Simple and secure password management

Kee adds free, secure and easy to use password management features to your web browser which save you time and keep your private data more secure.

Login automatically, never forget another password, stay in control of your passwords and improve their security. Powered by the world-renowned KeePass Password Safe.

Kee is a Firefox and Chrome add-on for linking browsers to KeePass, using the KeePassRPC KeePass plugin.

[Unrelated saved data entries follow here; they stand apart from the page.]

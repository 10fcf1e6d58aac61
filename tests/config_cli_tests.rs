//! Integration tests for configuration handling of the binary.
//!
//! These tests run the built executable with `--check-config` and
//! `--show-config` against temporary config files.

use std::io::Write;
use std::process::{Command, Output};
use tempfile::NamedTempFile;

/// Helper to get the binary path
fn binary_path() -> std::path::PathBuf {
    std::path::PathBuf::from(env!("CARGO_BIN_EXE_function-instance-control"))
}

fn run(args: &[&str]) -> Output {
    Command::new(binary_path())
        .args(args)
        .output()
        .expect("Failed to execute command")
}

fn yaml_file(content: &str) -> NamedTempFile {
    let mut file = tempfile::Builder::new().suffix(".yaml").tempfile().unwrap();
    file.write_all(content.as_bytes()).unwrap();
    file
}

#[test]
fn test_defaults_pass_check_config() {
    let output = run(&["--no-config", "--check-config"]);
    let stdout = String::from_utf8_lossy(&output.stdout);

    assert!(output.status.success());
    assert!(stdout.contains("Configuration is valid"));
}

#[test]
fn test_zero_pool_fails_check_config() {
    let file = yaml_file("max_concurrent_calls: 0\n");
    let path = file.path().to_string_lossy().to_string();

    let output = run(&["--config", &path, "--check-config"]);
    let stderr = String::from_utf8_lossy(&output.stderr);

    assert!(!output.status.success());
    assert!(
        stderr.contains("max_concurrent_calls must be greater than 0"),
        "unexpected stderr: '{}'",
        stderr
    );
}

#[test]
fn test_cli_overrides_config_file() {
    let file = yaml_file("port: 7000\ninstance_id: \"from-file\"\n");
    let path = file.path().to_string_lossy().to_string();

    let output = run(&[
        "--config",
        &path,
        "--port",
        "7100",
        "--show-config",
        "--config-format",
        "json",
    ]);
    assert!(output.status.success());

    let shown: serde_json::Value = serde_json::from_slice(&output.stdout).unwrap();
    assert_eq!(shown["port"], 7100);
    assert_eq!(shown["instance_id"], "from-file");
}

#[test]
fn test_invalid_log_level_fails_check_config() {
    let file = yaml_file("log_level: chatty\n");
    let path = file.path().to_string_lossy().to_string();

    let output = run(&["--config", &path, "--check-config"]);
    assert!(!output.status.success());
}

#[test]
fn test_missing_config_file_is_an_error() {
    let output = run(&["--config", "/nonexistent/control.yaml", "--check-config"]);
    assert!(!output.status.success());
}

#[test]
fn test_config_subcommand_writes_to_stdout() {
    let output = run(&["config", "--output", "-", "--commented"]);
    let stdout = String::from_utf8_lossy(&output.stdout);

    assert!(output.status.success());
    assert!(stdout.contains("# Function Instance Control Configuration"));
    assert!(stdout.contains("port: 9093"));
}

#[test]
fn test_oversized_exception_history_fails_check_config() {
    let output = run(&[
        "--no-config",
        "--exception-history",
        "18446744073709551615",
        "--check-config",
    ]);
    let stderr = String::from_utf8_lossy(&output.stderr);

    assert!(!output.status.success());
    assert!(
        stderr.contains("exception_history must be between 1 and"),
        "unexpected stderr: '{}'",
        stderr
    );
}
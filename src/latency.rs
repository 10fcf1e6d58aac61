//! Latency summary accumulator.
//!
//! Folds per-invocation durations into count, sum, min and max plus a fixed
//! set of buckets. The accumulator is plain data; the registry keeps it
//! behind a mutex so readers never observe a count from one sample and a sum
//! from another.

use serde::{Deserialize, Serialize};
use std::time::Duration;

/// Upper bounds of the latency buckets, in milliseconds.
pub const BUCKET_BOUNDS_MS: [f64; 10] = [
    1.0, 5.0, 10.0, 25.0, 50.0, 100.0, 250.0, 500.0, 1_000.0, 5_000.0,
];

/// Running latency statistics.
#[derive(Debug, Clone, Copy, Default, PartialEq)]
pub struct LatencyAccumulator {
    count: u64,
    sum_ms: f64,
    min_ms: f64,
    max_ms: f64,
    // Non-cumulative; samples above the last bound only show up in `count`.
    buckets: [u64; BUCKET_BOUNDS_MS.len()],
}

impl LatencyAccumulator {
    pub fn add(&mut self, sample: Duration) {
        let value = sample.as_secs_f64() * 1000.0;
        if self.count == 0 {
            self.min_ms = value;
            self.max_ms = value;
        } else {
            self.min_ms = self.min_ms.min(value);
            self.max_ms = self.max_ms.max(value);
        }
        self.count += 1;
        self.sum_ms += value;

        if let Some(slot) = BUCKET_BOUNDS_MS.iter().position(|&le| value <= le) {
            self.buckets[slot] += 1;
        }
    }

    pub fn count(&self) -> u64 {
        self.count
    }

    pub fn sum_ms(&self) -> f64 {
        self.sum_ms
    }

    pub fn min_ms(&self) -> f64 {
        self.min_ms
    }

    pub fn max_ms(&self) -> f64 {
        self.max_ms
    }

    pub fn avg_ms(&self) -> f64 {
        if self.count == 0 {
            0.0
        } else {
            self.sum_ms / (self.count as f64)
        }
    }

    /// Wire form with cumulative bucket counts.
    pub fn summary(&self) -> LatencySummary {
        let mut running = 0;
        let buckets = BUCKET_BOUNDS_MS
            .iter()
            .zip(self.buckets.iter())
            .map(|(&le_ms, &n)| {
                running += n;
                LatencyBucket {
                    le_ms,
                    count: running,
                }
            })
            .collect();

        LatencySummary {
            count: self.count,
            sum_ms: self.sum_ms,
            min_ms: self.min_ms,
            max_ms: self.max_ms,
            buckets,
        }
    }
}

/// Serializable latency summary reported in `FunctionStatus`.
#[derive(Debug, Clone, Default, Serialize, Deserialize, PartialEq)]
#[serde(rename_all = "camelCase")]
pub struct LatencySummary {
    pub count: u64,
    pub sum_ms: f64,
    pub min_ms: f64,
    pub max_ms: f64,
    /// Cumulative counts; the implicit `+Inf` bucket equals `count`.
    pub buckets: Vec<LatencyBucket>,
}

#[derive(Debug, Clone, Serialize, Deserialize, PartialEq)]
#[serde(rename_all = "camelCase")]
pub struct LatencyBucket {
    pub le_ms: f64,
    pub count: u64,
}
//! Network lifecycle of the control service.
//!
//! ```text
//! Created --bind()--> Bound --serve()--> Serving --shutdown--> Stopped
//! ```
//!
//! `serve` runs until the shutdown future resolves, then lets in-flight
//! calls finish before returning. There is no restart: an accept-loop
//! failure is returned to the caller, which is expected to exit.

use axum::{
    extract::{Request, State},
    http::StatusCode,
    middleware::{self, Next},
    response::{IntoResponse, Response},
    routing::{get, post},
    Router,
};
use std::future::Future;
use std::net::{Ipv6Addr, SocketAddr};
use std::sync::Arc;
use std::time::Instant;
use tokio::net::TcpListener;
use tokio::sync::{watch, Semaphore};
use tracing::{debug, error, info, warn};

use crate::error::ControlError;
use crate::handlers::{
    get_and_reset_metrics_handler, get_function_status_handler, get_metrics_handler,
    health_check_handler, metrics_handler, reset_metrics_handler, root_handler,
};
use crate::prom::PrometheusExporter;
use crate::service::{
    ControlService, GET_AND_RESET_METRICS_PATH, GET_FUNCTION_STATUS_PATH, GET_METRICS_PATH,
    HEALTH_CHECK_PATH, RESET_METRICS_PATH,
};
use crate::state::{AppState, SharedState};

pub const DEFAULT_PORT: u16 = 9093;
pub const DEFAULT_MAX_CONCURRENT_CALLS: usize = 10;

/// Lifecycle state of a `ServiceHost`.
#[derive(Debug, Clone, Copy, PartialEq, Eq)]
pub enum HostState {
    Created,
    Bound,
    Serving,
    Stopped,
}

/// Transport settings for the host.
#[derive(Debug, Clone)]
pub struct HostOptions {
    pub addr: SocketAddr,
    /// Size of the call pool; calls beyond it wait for a free slot.
    pub max_concurrent_calls: usize,
    pub enable_prometheus: bool,
    /// Used as a const label on the Prometheus surface.
    pub instance_id: String,
}

impl Default for HostOptions {
    fn default() -> Self {
        Self {
            addr: SocketAddr::from((Ipv6Addr::UNSPECIFIED, DEFAULT_PORT)),
            max_concurrent_calls: DEFAULT_MAX_CONCURRENT_CALLS,
            enable_prometheus: true,
            instance_id: "0".to_string(),
        }
    }
}

impl HostOptions {
    pub fn validate(&self) -> Result<(), ControlError> {
        if self.max_concurrent_calls == 0 {
            return Err(ControlError::InvalidConfig(
                "max_concurrent_calls must be greater than 0".into(),
            ));
        }
        Ok(())
    }
}

/// A control service that has not been bound yet.
pub struct ServiceHost {
    state: SharedState,
    addr: SocketAddr,
    lifecycle: watch::Sender<HostState>,
}

impl ServiceHost {
    pub fn new(service: ControlService, options: HostOptions) -> Result<Self, ControlError> {
        options.validate()?;

        let exporter = if options.enable_prometheus {
            Some(PrometheusExporter::new(&options.instance_id)?)
        } else {
            None
        };

        let state = Arc::new(AppState {
            service,
            exporter,
            call_slots: Semaphore::new(options.max_concurrent_calls),
            max_concurrent_calls: options.max_concurrent_calls,
            start_time: Instant::now(),
        });
        let (lifecycle, _) = watch::channel(HostState::Created);

        Ok(Self {
            state,
            addr: options.addr,
            lifecycle,
        })
    }

    pub fn state(&self) -> HostState {
        *self.lifecycle.borrow()
    }

    pub fn subscribe(&self) -> watch::Receiver<HostState> {
        self.lifecycle.subscribe()
    }

    /// Binds the listening socket.
    pub async fn bind(self) -> Result<BoundHost, ControlError> {
        let listener = TcpListener::bind(self.addr)
            .await
            .map_err(|source| ControlError::Bind {
                addr: self.addr,
                source,
            })?;
        let local_addr = listener.local_addr().map_err(|source| ControlError::Bind {
            addr: self.addr,
            source,
        })?;

        self.lifecycle.send_replace(HostState::Bound);
        debug!("Control service bound to {}", local_addr);

        Ok(BoundHost {
            listener,
            local_addr,
            state: self.state,
            lifecycle: self.lifecycle,
        })
    }
}

/// A control service with a bound socket, ready to serve.
pub struct BoundHost {
    listener: TcpListener,
    local_addr: SocketAddr,
    state: SharedState,
    lifecycle: watch::Sender<HostState>,
}

impl BoundHost {
    pub fn local_addr(&self) -> SocketAddr {
        self.local_addr
    }

    pub fn state(&self) -> HostState {
        *self.lifecycle.borrow()
    }

    pub fn subscribe(&self) -> watch::Receiver<HostState> {
        self.lifecycle.subscribe()
    }

    /// Serves calls until `shutdown` resolves.
    pub async fn serve<F>(self, shutdown: F) -> Result<(), ControlError>
    where
        F: Future<Output = ()> + Send + 'static,
    {
        let app = router(self.state.clone());

        self.lifecycle.send_replace(HostState::Serving);
        info!(
            "Control service listening on http://{} ({} concurrent calls)",
            self.local_addr, self.state.max_concurrent_calls
        );

        let result = axum::serve(self.listener, app)
            .with_graceful_shutdown(shutdown)
            .await;

        self.lifecycle.send_replace(HostState::Stopped);
        match result {
            Ok(()) => {
                info!("Control service stopped");
                Ok(())
            }
            Err(e) => {
                error!("Control service failed: {}", e);
                Err(ControlError::Serve(e))
            }
        }
    }
}

/// Builds the HTTP router for the control service.
pub fn router(state: SharedState) -> Router {
    let mut app = Router::new()
        .route("/", get(root_handler))
        .route(GET_FUNCTION_STATUS_PATH, post(get_function_status_handler))
        .route(GET_AND_RESET_METRICS_PATH, post(get_and_reset_metrics_handler))
        .route(GET_METRICS_PATH, post(get_metrics_handler))
        .route(RESET_METRICS_PATH, post(reset_metrics_handler))
        .route(HEALTH_CHECK_PATH, post(health_check_handler));

    if state.exporter.is_some() {
        app = app.route("/metrics", get(metrics_handler));
    }

    app.route_layer(middleware::from_fn_with_state(
        state.clone(),
        limit_concurrency,
    ))
    .with_state(state)
}

/// Holds a call slot for the duration of the request.
async fn limit_concurrency(
    State(state): State<SharedState>,
    request: Request,
    next: Next,
) -> Response {
    let _permit = match state.call_slots.acquire().await {
        Ok(permit) => permit,
        Err(_) => {
            warn!("Call pool closed, rejecting {}", request.uri());
            return StatusCode::SERVICE_UNAVAILABLE.into_response();
        }
    };
    next.run(request).await
}

#[cfg(test)]
mod tests {
    use super::*;
    use crate::registry::MetricsRegistry;

    fn service() -> ControlService {
        ControlService::new(Arc::new(MetricsRegistry::new()), "0")
    }

    #[test]
    fn test_default_options() {
        let options = HostOptions::default();
        assert_eq!(options.addr.port(), DEFAULT_PORT);
        assert!(options.addr.ip().is_unspecified());
        assert_eq!(options.max_concurrent_calls, 10);
        assert!(options.validate().is_ok());
    }

    #[test]
    fn test_zero_pool_is_rejected() {
        let options = HostOptions {
            max_concurrent_calls: 0,
            ..HostOptions::default()
        };
        assert!(matches!(
            ServiceHost::new(service(), options),
            Err(ControlError::InvalidConfig(_))
        ));
    }

    #[tokio::test]
    async fn test_lifecycle_transitions() {
        let options = HostOptions {
            addr: "127.0.0.1:0".parse().unwrap(),
            ..HostOptions::default()
        };
        let host = ServiceHost::new(service(), options).unwrap();
        assert_eq!(host.state(), HostState::Created);

        let bound = host.bind().await.unwrap();
        assert_eq!(bound.state(), HostState::Bound);
        assert_ne!(bound.local_addr().port(), 0);

        let mut states = bound.subscribe();
        bound.serve(async {}).await.unwrap();

        assert_eq!(*states.borrow_and_update(), HostState::Stopped);
    }

    async fn post(addr: SocketAddr, path: &str) -> u16 {
        use tokio::io::{AsyncReadExt, AsyncWriteExt};

        let mut stream = tokio::net::TcpStream::connect(addr).await.unwrap();
        let raw = format!(
            "POST {path} HTTP/1.1\r\nHost: {addr}\r\nContent-Length: 0\r\nConnection: close\r\n\r\n"
        );
        stream.write_all(raw.as_bytes()).await.unwrap();

        let mut response = String::new();
        stream.read_to_string(&mut response).await.unwrap();
        response
            .split_whitespace()
            .nth(1)
            .and_then(|code| code.parse().ok())
            .unwrap()
    }

    #[tokio::test]
    async fn test_calls_queue_while_pool_is_saturated() {
        use std::time::Duration;
        use tokio::time::timeout;

        let options = HostOptions {
            addr: "127.0.0.1:0".parse().unwrap(),
            max_concurrent_calls: 2,
            ..HostOptions::default()
        };
        let host = ServiceHost::new(service(), options).unwrap();
        let state = host.state.clone();
        let bound = host.bind().await.unwrap();
        let addr = bound.local_addr();

        let (stop, stopped) = tokio::sync::oneshot::channel::<()>();
        let server = tokio::spawn(bound.serve(async move {
            let _ = stopped.await;
        }));

        // Occupy every slot, as long-running calls would
        let held = state.call_slots.acquire_many(2).await.unwrap();

        let mut calls: Vec<_> = (0..5)
            .map(|_| tokio::spawn(post(addr, GET_FUNCTION_STATUS_PATH)))
            .collect();

        for call in calls.iter_mut() {
            assert!(
                timeout(Duration::from_millis(200), call).await.is_err(),
                "call ran while the pool was full"
            );
        }
        assert_eq!(state.call_slots.available_permits(), 0);

        drop(held);
        for call in calls {
            let code = timeout(Duration::from_secs(5), call)
                .await
                .expect("queued call never ran")
                .unwrap();
            assert_eq!(code, 200);
        }
        assert_eq!(state.call_slots.available_permits(), 2);

        stop.send(()).unwrap();
        server.await.unwrap().unwrap();
    }

    #[tokio::test]
    async fn test_bind_conflict_is_reported() {
        let taken = TcpListener::bind("127.0.0.1:0").await.unwrap();
        let options = HostOptions {
            addr: taken.local_addr().unwrap(),
            ..HostOptions::default()
        };
        let host = ServiceHost::new(service(), options).unwrap();

        assert!(matches!(host.bind().await, Err(ControlError::Bind { .. })));
    }
}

Official website with download instructions:

Support forum:



  • node
  • npm or yarn
  • a web browser and KeePass 2.x

It's all set up for Visual Studio Code but it shouldn't be too hard to work out how to develop using other IDEs.


  1. clone the repo
  2. npm install
  3. Development:
    1. npm start
    2. then load the relevant folder into your development browser
      1. Chrome:
        1. chrome://extensions/
        2. Load unpacked extension...
        3. 'build/debug/chrome/'
      2. Firefox:
        1. about:debugging#addons
        2. Load temporary add-on
        3. 'build/debug/firefox/'
    3. Make your changes to the source code; the file watcher will recompile necessary parts of the addon
    4. When you're ready to test your changes, reload the extension/addon from the browser interface (this is only necessary sometimes; a lot of changes will apply automatically but it may not be obvious when a reload operation is required so play it safe until you understand the add-on architecture)
    5. NB: source maps are included only in the debug folders
  4. Packaging for distribution
    1. Historically this has been done manually but we think that TravisCI should now handle this for us
    2. Manipulate manifest.json as required
    3. npm run package:debug and/or npm run package:prod
    4. XPIs and ZIPs of each version are put into the dist folder
    5. NB: source maps are included only in the debug package

gulp comes with various other tasks but you shouldn't need to worry about those unless you are adding new modules/folders to the addon.

Reproducing a build

Exactly reproducing the files delivered from the Firefox add-on website or Chrome extension store is not possible because the websites modify the file that we build in order to attach a digital signature. One can get very close though, to the point where a diff of the files from a given release on GitHub varies from your own local build in only three ways:

  1. Line endings - some parts of the tool chain may treat line endings differently so that the end result could differ between operating systems.
  2. Version number - the CI build system holds credentials that allow it to manipulate git tags on the GitHub repository and in doing so allows for automatic incrementing of build numbers, which in turn will result in a unique version number being calculated. This can only be reproduced if you download the git repo to your local system (including all tags) and develop a custom build script or modify the source files as needed - it's most likely not worth the effort but can be done if it is important to you.
  3. File dates - the build output is essentially a zip file so when the newly dowloaded and built files on your system are added to the zip file, they will have different dates than those that were built on the CI platform and automatically added to a GitHub Release. For this reason, even if you were to end up with the same line endings and version number, it is not possible to compare a digest (hash) of your built file and expect it to match the file built by anyone else (unless you build it at exactly the same time!)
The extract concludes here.